-- The records follows --

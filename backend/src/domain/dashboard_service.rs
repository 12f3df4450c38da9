//! Dashboard aggregation service.

use std::sync::Arc;

use async_trait::async_trait;
use mockable::Clock;

use crate::domain::ports::{
    BookingRepository, DashboardService, FavoriteRepository, MessageRepository, PaymentRepository,
};
use crate::domain::service_errors::{
    map_booking_error, map_favorite_error, map_message_error, map_payment_error,
};
use crate::domain::{
    Actor, ClientDashboard, Dashboard, EarningsReport, Error, PerformerDashboard,
    RECENT_BOOKINGS_LIMIT, Role, summarize_earnings,
};

pub struct DashboardServiceImpl<B, P, M, F> {
    bookings: Arc<B>,
    payments: Arc<P>,
    messages: Arc<M>,
    favorites: Arc<F>,
    clock: Arc<dyn Clock>,
}

impl<B, P, M, F> DashboardServiceImpl<B, P, M, F> {
    pub fn new(
        bookings: Arc<B>,
        payments: Arc<P>,
        messages: Arc<M>,
        favorites: Arc<F>,
        clock: Arc<dyn Clock>,
    ) -> Self {
        Self {
            bookings,
            payments,
            messages,
            favorites,
            clock,
        }
    }
}

#[async_trait]
impl<B, P, M, F> DashboardService for DashboardServiceImpl<B, P, M, F>
where
    B: BookingRepository,
    P: PaymentRepository,
    M: MessageRepository,
    F: FavoriteRepository,
{
    async fn dashboard(&self, actor: &Actor) -> Result<Dashboard, Error> {
        let now = self.clock.utc();
        let stats = self
            .bookings
            .stats(&actor.id, actor.role, now)
            .await
            .map_err(map_booking_error)?;
        let unread_messages = self
            .messages
            .unread_count(&actor.id)
            .await
            .map_err(map_message_error)?;
        let recent_bookings = self
            .bookings
            .list_for_participant(&actor.id, actor.role, Some(RECENT_BOOKINGS_LIMIT))
            .await
            .map_err(map_booking_error)?;

        match actor.role {
            Role::Performer => {
                let total_earnings = self
                    .payments
                    .completed_total_for_performer(&actor.id)
                    .await
                    .map_err(map_payment_error)?;
                Ok(Dashboard::Performer(PerformerDashboard {
                    total_earnings,
                    pending_bookings: stats.pending,
                    total_bookings: stats.total,
                    unread_messages,
                    recent_bookings,
                }))
            }
            Role::Client => {
                let favorites_count = self
                    .favorites
                    .count_for_user(&actor.id)
                    .await
                    .map_err(map_favorite_error)?;
                Ok(Dashboard::Client(ClientDashboard {
                    upcoming_bookings: stats.upcoming,
                    total_bookings: stats.total,
                    favorites_count,
                    unread_messages,
                    recent_bookings,
                }))
            }
        }
    }

    async fn earnings(&self, actor: &Actor) -> Result<EarningsReport, Error> {
        if !actor.is_performer() {
            return Err(Error::forbidden("only performers have earnings"));
        }
        let payments = self
            .payments
            .list_for_performer(&actor.id)
            .await
            .map_err(map_payment_error)?;
        let totals = summarize_earnings(&payments, self.clock.utc());
        Ok(EarningsReport { payments, totals })
    }
}

#[cfg(test)]
mod tests {
    use std::sync::Arc;

    use chrono::{DateTime, Duration, Local, Utc};
    use rstest::{fixture, rstest};
    use uuid::Uuid;

    use super::*;
    use crate::domain::ports::{
        MockBookingRepository, MockFavoriteRepository, MockMessageRepository,
        MockPaymentRepository, PaymentRepositoryError,
    };
    use crate::domain::service_test_helpers::{actor, fixed_now, user};
    use crate::domain::{BookingStats, ErrorCode, Payment, PaymentStatus, UserId};

    struct FixtureClock;

    impl Clock for FixtureClock {
        fn local(&self) -> DateTime<Local> {
            fixed_now().with_timezone(&Local)
        }

        fn utc(&self) -> DateTime<Utc> {
            fixed_now()
        }
    }

    struct Mocks {
        bookings: MockBookingRepository,
        payments: MockPaymentRepository,
        messages: MockMessageRepository,
        favorites: MockFavoriteRepository,
    }

    impl Mocks {
        fn build(
            self,
        ) -> DashboardServiceImpl<
            MockBookingRepository,
            MockPaymentRepository,
            MockMessageRepository,
            MockFavoriteRepository,
        > {
            DashboardServiceImpl::new(
                Arc::new(self.bookings),
                Arc::new(self.payments),
                Arc::new(self.messages),
                Arc::new(self.favorites),
                Arc::new(FixtureClock),
            )
        }
    }

    #[fixture]
    fn mocks() -> Mocks {
        let mut bookings = MockBookingRepository::new();
        bookings.expect_stats().returning(|_, _, now| {
            assert_eq!(now, fixed_now());
            Ok(BookingStats {
                total: 7,
                pending: 2,
                upcoming: 3,
            })
        });
        bookings
            .expect_list_for_participant()
            .withf(|_, _, limit| *limit == Some(RECENT_BOOKINGS_LIMIT))
            .returning(|_, _, _| Ok(Vec::new()));
        let mut messages = MockMessageRepository::new();
        messages.expect_unread_count().returning(|_| Ok(4));
        Mocks {
            bookings,
            payments: MockPaymentRepository::new(),
            messages,
            favorites: MockFavoriteRepository::new(),
        }
    }

    #[rstest]
    #[tokio::test]
    async fn performer_dashboard_reports_earnings(mut mocks: Mocks) {
        mocks
            .payments
            .expect_completed_total_for_performer()
            .return_once(|_| Ok(42_000));
        mocks.favorites.expect_count_for_user().times(0);

        let dashboard = mocks
            .build()
            .dashboard(&actor(&user(Role::Performer)))
            .await
            .expect("dashboard loads");

        let Dashboard::Performer(stats) = dashboard else {
            panic!("expected performer dashboard");
        };
        assert_eq!(stats.total_earnings, 42_000);
        assert_eq!(stats.pending_bookings, 2);
        assert_eq!(stats.total_bookings, 7);
        assert_eq!(stats.unread_messages, 4);
    }

    #[rstest]
    #[tokio::test]
    async fn client_dashboard_reports_upcoming_and_favorites(mut mocks: Mocks) {
        mocks
            .favorites
            .expect_count_for_user()
            .return_once(|_| Ok(5));
        mocks.payments.expect_completed_total_for_performer().times(0);

        let dashboard = mocks
            .build()
            .dashboard(&actor(&user(Role::Client)))
            .await
            .expect("dashboard loads");

        let Dashboard::Client(stats) = dashboard else {
            panic!("expected client dashboard");
        };
        assert_eq!(stats.upcoming_bookings, 3);
        assert_eq!(stats.favorites_count, 5);
    }

    #[rstest]
    #[tokio::test]
    async fn earnings_are_performer_only(mocks: Mocks) {
        let err = mocks
            .build()
            .earnings(&actor(&user(Role::Client)))
            .await
            .expect_err("client earnings");

        assert_eq!(err.code(), ErrorCode::Forbidden);
    }

    #[rstest]
    #[tokio::test]
    async fn earnings_totals_use_the_clock(mut mocks: Mocks) {
        let now = fixed_now();
        let payment = Payment {
            id: Uuid::new_v4(),
            booking_id: Uuid::new_v4(),
            payer_id: UserId::random(),
            amount: 8_000,
            currency: "usd".to_owned(),
            processor_id: "cs_1".to_owned(),
            status: PaymentStatus::Completed,
            description: None,
            created_at: now - Duration::days(2),
        };
        mocks
            .payments
            .expect_list_for_performer()
            .return_once(move |_| Ok(vec![payment]));

        let report = mocks
            .build()
            .earnings(&actor(&user(Role::Performer)))
            .await
            .expect("earnings load");

        assert_eq!(report.payments.len(), 1);
        assert_eq!(report.totals.completed, 8_000);
        assert_eq!(report.totals.this_week, 8_000);
        assert_eq!(report.totals.this_month, 8_000);
    }

    #[rstest]
    #[tokio::test]
    async fn payment_outage_is_service_unavailable(mut mocks: Mocks) {
        mocks
            .payments
            .expect_list_for_performer()
            .return_once(|_| Err(PaymentRepositoryError::connection("down")));

        let err = mocks
            .build()
            .earnings(&actor(&user(Role::Performer)))
            .await
            .expect_err("outage");

        assert_eq!(err.code(), ErrorCode::ServiceUnavailable);
    }
}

-- The records concluded --

- _What is needed_:
Please find every line in the records above that holds the word "Result" and copy it.

- _Response to this exercise_:
    async fn dashboard(&self, actor: &Actor) -> Result<Dashboard, Error> {
    async fn earnings(&self, actor: &Actor) -> Result<EarningsReport, Error> {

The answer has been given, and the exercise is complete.